┌──
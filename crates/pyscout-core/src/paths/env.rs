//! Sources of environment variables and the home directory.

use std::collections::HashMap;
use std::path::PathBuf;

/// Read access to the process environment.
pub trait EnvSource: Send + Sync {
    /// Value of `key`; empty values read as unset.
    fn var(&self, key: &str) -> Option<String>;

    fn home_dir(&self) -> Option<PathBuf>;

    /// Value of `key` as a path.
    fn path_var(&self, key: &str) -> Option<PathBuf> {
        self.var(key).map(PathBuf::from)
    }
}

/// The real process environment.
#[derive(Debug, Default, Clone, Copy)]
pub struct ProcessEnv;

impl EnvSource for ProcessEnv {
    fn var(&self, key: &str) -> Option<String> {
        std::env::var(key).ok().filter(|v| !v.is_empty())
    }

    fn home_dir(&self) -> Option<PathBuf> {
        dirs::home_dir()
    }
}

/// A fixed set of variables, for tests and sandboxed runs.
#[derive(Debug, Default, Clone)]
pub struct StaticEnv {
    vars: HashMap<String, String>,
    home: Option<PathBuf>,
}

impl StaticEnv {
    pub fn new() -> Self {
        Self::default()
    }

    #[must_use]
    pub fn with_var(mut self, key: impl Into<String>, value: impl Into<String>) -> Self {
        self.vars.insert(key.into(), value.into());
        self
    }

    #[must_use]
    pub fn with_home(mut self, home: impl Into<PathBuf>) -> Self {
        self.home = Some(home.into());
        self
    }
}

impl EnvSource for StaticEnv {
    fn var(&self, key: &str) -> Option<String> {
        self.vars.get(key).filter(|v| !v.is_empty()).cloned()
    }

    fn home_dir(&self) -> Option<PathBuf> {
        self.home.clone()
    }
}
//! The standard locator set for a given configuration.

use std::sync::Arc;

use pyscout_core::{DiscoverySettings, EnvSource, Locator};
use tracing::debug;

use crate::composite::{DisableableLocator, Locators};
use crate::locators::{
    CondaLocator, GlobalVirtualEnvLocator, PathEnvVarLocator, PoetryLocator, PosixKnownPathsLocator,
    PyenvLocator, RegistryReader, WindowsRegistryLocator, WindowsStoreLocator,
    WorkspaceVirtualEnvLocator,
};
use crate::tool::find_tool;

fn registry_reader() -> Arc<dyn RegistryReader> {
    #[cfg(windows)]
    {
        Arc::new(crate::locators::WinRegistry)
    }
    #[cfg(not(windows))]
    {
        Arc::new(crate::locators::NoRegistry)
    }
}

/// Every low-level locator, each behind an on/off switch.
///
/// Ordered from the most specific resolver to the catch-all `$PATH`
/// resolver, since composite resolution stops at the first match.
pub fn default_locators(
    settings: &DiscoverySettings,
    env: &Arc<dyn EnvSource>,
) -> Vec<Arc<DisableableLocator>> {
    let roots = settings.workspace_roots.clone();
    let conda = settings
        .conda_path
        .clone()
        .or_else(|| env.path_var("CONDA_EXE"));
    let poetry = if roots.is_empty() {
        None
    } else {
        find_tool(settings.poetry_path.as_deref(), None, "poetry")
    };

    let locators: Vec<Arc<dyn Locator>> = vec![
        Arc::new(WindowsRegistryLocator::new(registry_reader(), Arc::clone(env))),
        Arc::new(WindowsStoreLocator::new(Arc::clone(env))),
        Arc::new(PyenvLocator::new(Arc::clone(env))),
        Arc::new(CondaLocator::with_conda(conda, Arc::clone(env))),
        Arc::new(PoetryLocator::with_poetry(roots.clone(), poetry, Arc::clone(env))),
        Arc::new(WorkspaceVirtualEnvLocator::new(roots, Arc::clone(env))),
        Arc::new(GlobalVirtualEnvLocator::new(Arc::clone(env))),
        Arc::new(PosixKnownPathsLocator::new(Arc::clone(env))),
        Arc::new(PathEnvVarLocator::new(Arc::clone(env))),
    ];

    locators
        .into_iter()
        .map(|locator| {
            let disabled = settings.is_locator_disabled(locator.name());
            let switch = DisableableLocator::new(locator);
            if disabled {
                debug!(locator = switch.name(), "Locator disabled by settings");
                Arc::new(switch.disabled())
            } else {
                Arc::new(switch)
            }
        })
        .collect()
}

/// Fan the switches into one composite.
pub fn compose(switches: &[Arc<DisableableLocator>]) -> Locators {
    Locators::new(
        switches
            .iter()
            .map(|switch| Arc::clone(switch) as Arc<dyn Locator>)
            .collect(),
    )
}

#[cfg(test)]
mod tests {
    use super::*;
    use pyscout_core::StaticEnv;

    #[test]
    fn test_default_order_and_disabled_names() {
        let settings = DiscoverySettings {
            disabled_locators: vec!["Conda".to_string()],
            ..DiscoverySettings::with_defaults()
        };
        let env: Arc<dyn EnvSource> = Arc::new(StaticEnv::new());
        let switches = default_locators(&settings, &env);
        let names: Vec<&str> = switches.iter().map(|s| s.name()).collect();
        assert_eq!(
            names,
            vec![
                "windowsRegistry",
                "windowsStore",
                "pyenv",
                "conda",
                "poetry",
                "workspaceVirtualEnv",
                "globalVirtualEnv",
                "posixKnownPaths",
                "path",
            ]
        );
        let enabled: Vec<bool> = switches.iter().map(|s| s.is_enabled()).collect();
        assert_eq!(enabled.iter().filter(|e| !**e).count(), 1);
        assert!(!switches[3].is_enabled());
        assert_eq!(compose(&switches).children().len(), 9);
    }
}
└──
Activity.
Write back every line of the material exactly as it was provided.

Your response.
filename crates/pyscout-core/src/paths/env.rs
//! Sources of environment variables and the home directory.

use std::collections::HashMap;
use std::path::PathBuf;

/// Read access to the process environment.
pub trait EnvSource: Send + Sync {
    /// Value of `key`; empty values read as unset.
    fn var(&self, key: &str) -> Option<String>;

    fn home_dir(&self) -> Option<PathBuf>;

    /// Value of `key` as a path.
    fn path_var(&self, key: &str) -> Option<PathBuf> {
        self.var(key).map(PathBuf::from)
    }
}

/// The real process environment.
#[derive(Debug, Default, Clone, Copy)]
pub struct ProcessEnv;

impl EnvSource for ProcessEnv {
    fn var(&self, key: &str) -> Option<String> {
        std::env::var(key).ok().filter(|v| !v.is_empty())
    }

    fn home_dir(&self) -> Option<PathBuf> {
        dirs::home_dir()
    }
}

/// A fixed set of variables, for tests and sandboxed runs.
#[derive(Debug, Default, Clone)]
pub struct StaticEnv {
    vars: HashMap<String, String>,
    home: Option<PathBuf>,
}

impl StaticEnv {
    pub fn new() -> Self {
        Self::default()
    }

    #[must_use]
    pub fn with_var(mut self, key: impl Into<String>, value: impl Into<String>) -> Self {
        self.vars.insert(key.into(), value.into());
        self
    }

    #[must_use]
    pub fn with_home(mut self, home: impl Into<PathBuf>) -> Self {
        self.home = Some(home.into());
        self
    }
}

impl EnvSource for StaticEnv {
    fn var(&self, key: &str) -> Option<String> {
        self.vars.get(key).filter(|v| !v.is_empty()).cloned()
    }

    fn home_dir(&self) -> Option<PathBuf> {
        self.home.clone()
    }
}
//! The standard locator set for a given configuration.

use std::sync::Arc;

use pyscout_core::{DiscoverySettings, EnvSource, Locator};
use tracing::debug;

use crate::composite::{DisableableLocator, Locators};
use crate::locators::{
    CondaLocator, GlobalVirtualEnvLocator, PathEnvVarLocator, PoetryLocator, PosixKnownPathsLocator,
    PyenvLocator, RegistryReader, WindowsRegistryLocator, WindowsStoreLocator,
    WorkspaceVirtualEnvLocator,
};
use crate::tool::find_tool;

fn registry_reader() -> Arc<dyn RegistryReader> {
    #[cfg(windows)]
    {
        Arc::new(crate::locators::WinRegistry)
    }
    #[cfg(not(windows))]
    {
        Arc::new(crate::locators::NoRegistry)
    }
}

/// Every low-level locator, each behind an on/off switch.
///
/// Ordered from the most specific resolver to the catch-all `$PATH`
/// resolver, since composite resolution stops at the first match.
pub fn default_locators(
    settings: &DiscoverySettings,
    env: &Arc<dyn EnvSource>,
) -> Vec<Arc<DisableableLocator>> {
    let roots = settings.workspace_roots.clone();
    let conda = settings
        .conda_path
        .clone()
        .or_else(|| env.path_var("CONDA_EXE"));
    let poetry = if roots.is_empty() {
        None
    } else {
        find_tool(settings.poetry_path.as_deref(), None, "poetry")
    };

    let locators: Vec<Arc<dyn Locator>> = vec![
        Arc::new(WindowsRegistryLocator::new(registry_reader(), Arc::clone(env))),
        Arc::new(WindowsStoreLocator::new(Arc::clone(env))),
        Arc::new(PyenvLocator::new(Arc::clone(env))),
        Arc::new(CondaLocator::with_conda(conda, Arc::clone(env))),
        Arc::new(PoetryLocator::with_poetry(roots.clone(), poetry, Arc::clone(env))),
        Arc::new(WorkspaceVirtualEnvLocator::new(roots, Arc::clone(env))),
        Arc::new(GlobalVirtualEnvLocator::new(Arc::clone(env))),
        Arc::new(PosixKnownPathsLocator::new(Arc::clone(env))),
        Arc::new(PathEnvVarLocator::new(Arc::clone(env))),
    ];

    locators
        .into_iter()
        .map(|locator| {
            let disabled = settings.is_locator_disabled(locator.name());
            let switch = DisableableLocator::new(locator);
            if disabled {
                debug!(locator = switch.name(), "Locator disabled by settings");
                Arc::new(switch.disabled())
            } else {
                Arc::new(switch)
            }
        })
        .collect()
}

/// Fan the switches into one composite.
pub fn compose(switches: &[Arc<DisableableLocator>]) -> Locators {
    Locators::new(
        switches
            .iter()
            .map(|switch| Arc::clone(switch) as Arc<dyn Locator>)
            .collect(),
    )
}

#[cfg(test)]
mod tests {
    use super::*;
    use pyscout_core::StaticEnv;

    #[test]
    fn test_default_order_and_disabled_names() {
        let settings = DiscoverySettings {
            disabled_locators: vec!["Conda".to_string()],
            ..DiscoverySettings::with_defaults()
        };
        let env: Arc<dyn EnvSource> = Arc::new(StaticEnv::new());
        let switches = default_locators(&settings, &env);
        let names: Vec<&str> = switches.iter().map(|s| s.name()).collect();
        assert_eq!(
            names,
            vec![
                "windowsRegistry",
                "windowsStore",
                "pyenv",
                "conda",
                "poetry",
                "workspaceVirtualEnv",
                "globalVirtualEnv",
                "posixKnownPaths",
                "path",
            ]
        );
        let enabled: Vec<bool> = switches.iter().map(|s| s.is_enabled()).collect();
        assert_eq!(enabled.iter().filter(|e| !**e).count(), 1);
        assert!(!switches[3].is_enabled());
        assert_eq!(compose(&switches).children().len(), 9);
    }
}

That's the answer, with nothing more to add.